Mukesh Ambani wants path breaking reforms

Reliance Industries chief Mukesh Ambani called for pathbreaking reforms, particularly in health, education and agriculture, similar to the 1991 abolition of industrial licencing, to lift economic growth to a new trajectory. “Mere policy reforms to incrementally affect the status quo will be meaningless to grab this opportunity. We will need disruptive policies, like the one which changed the future of India in 1991. The disruptive industrial policy that allowed India to compete with the rest of the world,” he told members of the Federation of Indian Chambers of Commerce and Industry. He said reforms of 1991, when government shed many controls on businesses, had catapulted the $300-billion economy to $1.3 trillion in 20 years and increased the market significantly, but the coming decades had the potential for more explosive growth. “The great Indian story then veers to another set of facts and figures. It reflects our dismal physical infrastructure. Our minuscule per capita energy consumption. The non-existent distribution. And problems of last mile access.” He said India’s per capita GDP, which is just over $1,000, is lower than that of some neighbouring countries and a third of China’s, and India was home to 40% of the world’s poor. “The India story is unsustainable without discovering policies and practical means of including these millions in the mainstream of our progress,” he said.
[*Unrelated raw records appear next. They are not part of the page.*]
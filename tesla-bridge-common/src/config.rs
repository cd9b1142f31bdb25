use serde::{Deserialize, Serialize};
use std::collections::HashMap;
use std::str::FromStr;

use crate::error::{Error, Result};

/// Flat key/value settings, as read from the process environment and `.env` files.
pub type EnvVars = HashMap<String, String>;

/// MQTT broker connection configuration.
#[derive(Debug, Clone, PartialEq, Eq, Serialize, Deserialize)]
#[serde(default)]
pub struct MqttConfig {
    /// Broker hostname or IP address.
    pub host: String,

    /// Broker TCP port.
    pub port: u16,

    /// Optional username (requires `password`).
    pub username: Option<String>,

    /// Optional password (requires `username`).
    pub password: Option<String>,

    /// Prefix for every published topic, e.g. "myteslamate/cars".
    pub topic_prefix: String,

    /// MQTT client identifier.
    pub client_id: String,

    /// Quality of service for readings: 0, 1 or 2.
    pub qos: u8,

    /// Whether readings are published with the retain flag.
    pub retain: bool,

    /// MQTT keep-alive in seconds.
    pub keep_alive_secs: u64,

    /// Delay before the event loop retries a failed broker connection.
    pub reconnect_delay_secs: u64,

    /// Hard deadline for handing a publish to the client queue.
    pub publish_timeout_ms: u64,

    /// Depth of the bounded publish queue shared by all vehicles.
    pub queue_capacity: usize,
}

impl Default for MqttConfig {
    fn default() -> Self {
        Self {
            host: "localhost".to_string(),
            port: 1883,
            username: None,
            password: None,
            topic_prefix: "myteslamate/cars".to_string(),
            client_id: "tesla-mqtt-bridge".to_string(),
            qos: 1,
            retain: false,
            keep_alive_secs: 30,
            reconnect_delay_secs: 5,
            publish_timeout_ms: 5000,
            queue_capacity: 256,
        }
    }
}

impl MqttConfig {
    /// Overlay `MQTT_*` settings from environment-style key/value pairs.
    pub fn apply_env(&mut self, vars: &EnvVars) -> Result<()> {
        if let Some(host) = env_string(vars, "MQTT_HOST") {
            self.host = host;
        }
        if let Some(port) = env_parse(vars, "MQTT_PORT")? {
            self.port = port;
        }
        if let Some(user) = env_string(vars, "MQTT_USER") {
            self.username = Some(user);
        }
        if let Some(pass) = env_string(vars, "MQTT_PASS") {
            self.password = Some(pass);
        }
        if let Some(prefix) = env_string(vars, "MQTT_TOPIC_PREFIX") {
            self.topic_prefix = prefix;
        }
        if let Some(client_id) = env_string(vars, "MQTT_CLIENT_ID") {
            self.client_id = client_id;
        }
        if let Some(qos) = env_parse(vars, "MQTT_QOS")? {
            self.qos = qos;
        }
        if let Some(retain) = env_bool(vars, "MQTT_RETAIN")? {
            self.retain = retain;
        }
        if let Some(delay) = env_parse(vars, "MQTT_RECONNECT_DELAY")? {
            self.reconnect_delay_secs = delay;
        }
        if let Some(timeout) = env_parse(vars, "PUBLISH_TIMEOUT_MS")? {
            self.publish_timeout_ms = timeout;
        }
        if let Some(capacity) = env_parse(vars, "MQTT_QUEUE_CAPACITY")? {
            self.queue_capacity = capacity;
        }
        Ok(())
    }

    /// Check broker settings that would otherwise fail at connect time.
    pub fn validate(&self) -> Result<()> {
        if self.host.trim().is_empty() {
            return Err(Error::Config("MQTT host cannot be empty".to_string()));
        }
        if self.port == 0 {
            return Err(Error::Config("MQTT port cannot be 0".to_string()));
        }
        if self.username.is_some() != self.password.is_some() {
            return Err(Error::Config(
                "MQTT_USER and MQTT_PASS must be set together".to_string(),
            ));
        }
        let prefix = self.topic_prefix.trim_matches('/');
        if prefix.is_empty() || prefix.contains(['+', '#']) {
            return Err(Error::Config(format!(
                "Invalid MQTT topic prefix '{}'",
                self.topic_prefix
            )));
        }
        if self.qos > 2 {
            return Err(Error::Config(format!(
                "MQTT QoS must be 0, 1 or 2 (got {})",
                self.qos
            )));
        }
        if self.publish_timeout_ms == 0 || self.queue_capacity == 0 {
            return Err(Error::Config(
                "Publish timeout and queue capacity must be positive".to_string(),
            ));
        }
        Ok(())
    }
}

/// Log output format.
#[derive(Debug, Clone, Copy, Default, PartialEq, Eq, Serialize, Deserialize)]
#[serde(rename_all = "lowercase")]
pub enum LogFormat {
    /// Human-readable text format (default).
    #[default]
    Text,
    /// Structured JSON format.
    Json,
}

impl FromStr for LogFormat {
    type Err = String;

    fn from_str(s: &str) -> std::result::Result<Self, Self::Err> {
        match s.to_ascii_lowercase().as_str() {
            "text" => Ok(LogFormat::Text),
            "json" => Ok(LogFormat::Json),
            other => Err(format!("unknown log format '{}'", other)),
        }
    }
}

/// Common logging configuration.
#[derive(Debug, Clone, Serialize, Deserialize)]
pub struct LoggingConfig {
    /// Log level: "trace", "debug", "info", "warn", "error".
    #[serde(default = "default_log_level")]
    pub level: String,

    /// Log output format: "text" or "json".
    #[serde(default)]
    pub format: LogFormat,
}

fn default_log_level() -> String {
    "info".to_string()
}

impl Default for LoggingConfig {
    fn default() -> Self {
        Self {
            level: default_log_level(),
            format: LogFormat::default(),
        }
    }
}

impl LoggingConfig {
    /// Overlay `LOG_LEVEL` and `LOG_FORMAT`.
    pub fn apply_env(&mut self, vars: &EnvVars) -> Result<()> {
        if let Some(level) = env_string(vars, "LOG_LEVEL") {
            self.level = level;
        }
        if let Some(format) = env_parse(vars, "LOG_FORMAT")? {
            self.format = format;
        }
        Ok(())
    }
}

/// Load a configuration from a JSON5 string.
pub fn parse_config<T: for<'de> Deserialize<'de>>(content: &str) -> Result<T> {
    json5::from_str(content).map_err(|e| Error::Config(format!("Failed to parse config: {}", e)))
}

/// Get a trimmed, non-empty setting.
pub fn env_string(vars: &EnvVars, key: &str) -> Option<String> {
    vars.get(key)
        .map(|v| v.trim())
        .filter(|v| !v.is_empty())
        .map(str::to_string)
}

/// Parse a setting with [`FromStr`]. Missing or empty keys yield `Ok(None)`.
pub fn env_parse<T>(vars: &EnvVars, key: &str) -> Result<Option<T>>
where
    T: FromStr,
    T::Err: std::fmt::Display,
{
    match env_string(vars, key) {
        Some(raw) => raw
            .parse()
            .map(Some)
            .map_err(|e| Error::invalid_setting(key, raw, e)),
        None => Ok(None),
    }
}

/// Parse a boolean setting (`true/false`, `1/0`, `yes/no`, `on/off`).
pub fn env_bool(vars: &EnvVars, key: &str) -> Result<Option<bool>> {
    match env_string(vars, key) {
        Some(raw) => match raw.to_ascii_lowercase().as_str() {
            "true" | "1" | "yes" | "on" => Ok(Some(true)),
            "false" | "0" | "no" | "off" => Ok(Some(false)),
            _ => Err(Error::invalid_setting(key, raw, "expected a boolean")),
        },
        None => Ok(None),
    }
}

#[cfg(test)]
mod tests {
    use super::*;

    fn vars(pairs: &[(&str, &str)]) -> EnvVars {
        pairs
            .iter()
            .map(|(k, v)| (k.to_string(), v.to_string()))
            .collect()
    }

    #[test]
    fn test_mqtt_defaults() {
        let config = MqttConfig::default();

        assert_eq!(config.host, "localhost");
        assert_eq!(config.port, 1883);
        assert_eq!(config.topic_prefix, "myteslamate/cars");
        assert_eq!(config.qos, 1);
        assert!(config.validate().is_ok());
    }

    #[test]
    fn test_mqtt_env_overlay() {
        let mut config = MqttConfig::default();
        config
            .apply_env(&vars(&[
                ("MQTT_HOST", "broker.lan"),
                ("MQTT_PORT", "8883"),
                ("MQTT_USER", "bridge"),
                ("MQTT_PASS", "secret"),
                ("MQTT_TOPIC_PREFIX", "home/tesla"),
            ]))
            .unwrap();

        assert_eq!(config.host, "broker.lan");
        assert_eq!(config.port, 8883);
        assert_eq!(config.username.as_deref(), Some("bridge"));
        assert_eq!(config.topic_prefix, "home/tesla");
        assert!(config.validate().is_ok());
    }

    #[test]
    fn test_invalid_port_is_rejected() {
        let mut config = MqttConfig::default();
        let err = config
            .apply_env(&vars(&[("MQTT_PORT", "not-a-port")]))
            .unwrap_err();

        assert!(matches!(err, Error::InvalidSetting { ref key, .. } if key == "MQTT_PORT"));
    }

    #[test]
    fn test_credentials_must_be_paired() {
        let config = MqttConfig {
            username: Some("bridge".to_string()),
            ..Default::default()
        };
        assert!(config.validate().is_err());
    }

    #[test]
    fn test_wildcard_prefix_rejected() {
        let config = MqttConfig {
            topic_prefix: "cars/#".to_string(),
            ..Default::default()
        };
        assert!(config.validate().is_err());
    }

    #[test]
    fn test_env_bool() {
        let v = vars(&[("A", "TRUE"), ("B", "0"), ("C", "maybe")]);
        assert_eq!(env_bool(&v, "A").unwrap(), Some(true));
        assert_eq!(env_bool(&v, "B").unwrap(), Some(false));
        assert!(env_bool(&v, "C").is_err());
        assert_eq!(env_bool(&v, "D").unwrap(), None);
    }

    #[test]
    fn test_parse_json5_mqtt_block() {
        let json5 = r#"
        {
            host: "10.0.0.5",
            topic_prefix: "garage/cars",
            qos: 0,
        }
        "#;

        let config: MqttConfig = parse_config(json5).unwrap();

        assert_eq!(config.host, "10.0.0.5");
        assert_eq!(config.port, 1883);
        assert_eq!(config.qos, 0);
    }

    #[test]
    fn test_logging_env_overlay() {
        let mut logging = LoggingConfig::default();
        logging
            .apply_env(&vars(&[("LOG_LEVEL", "debug"), ("LOG_FORMAT", "json")]))
            .unwrap();

        assert_eq!(logging.level, "debug");
        assert_eq!(logging.format, LogFormat::Json);
    }
}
He said the country needed “radical reforms in the health sector Improving the lot of the deprived people presented enormous business opportunities, he added. “At a modest $1,000 per year per person for higher education, India represents a $200-billion demand by 2020,” he said. “India can produce value-added food, medicinal plants, aromatic oils and biomaterials for global markets. In the next ten years there is an opportunity to add $500 billion year-on-year in this sector,” he said. Mr Ambani said high global prices farm products made agriculture an even more exciting prospect. “It is good we didn’t find the KG gas when oil was $20. It is better to find oil when it is $100,” he said.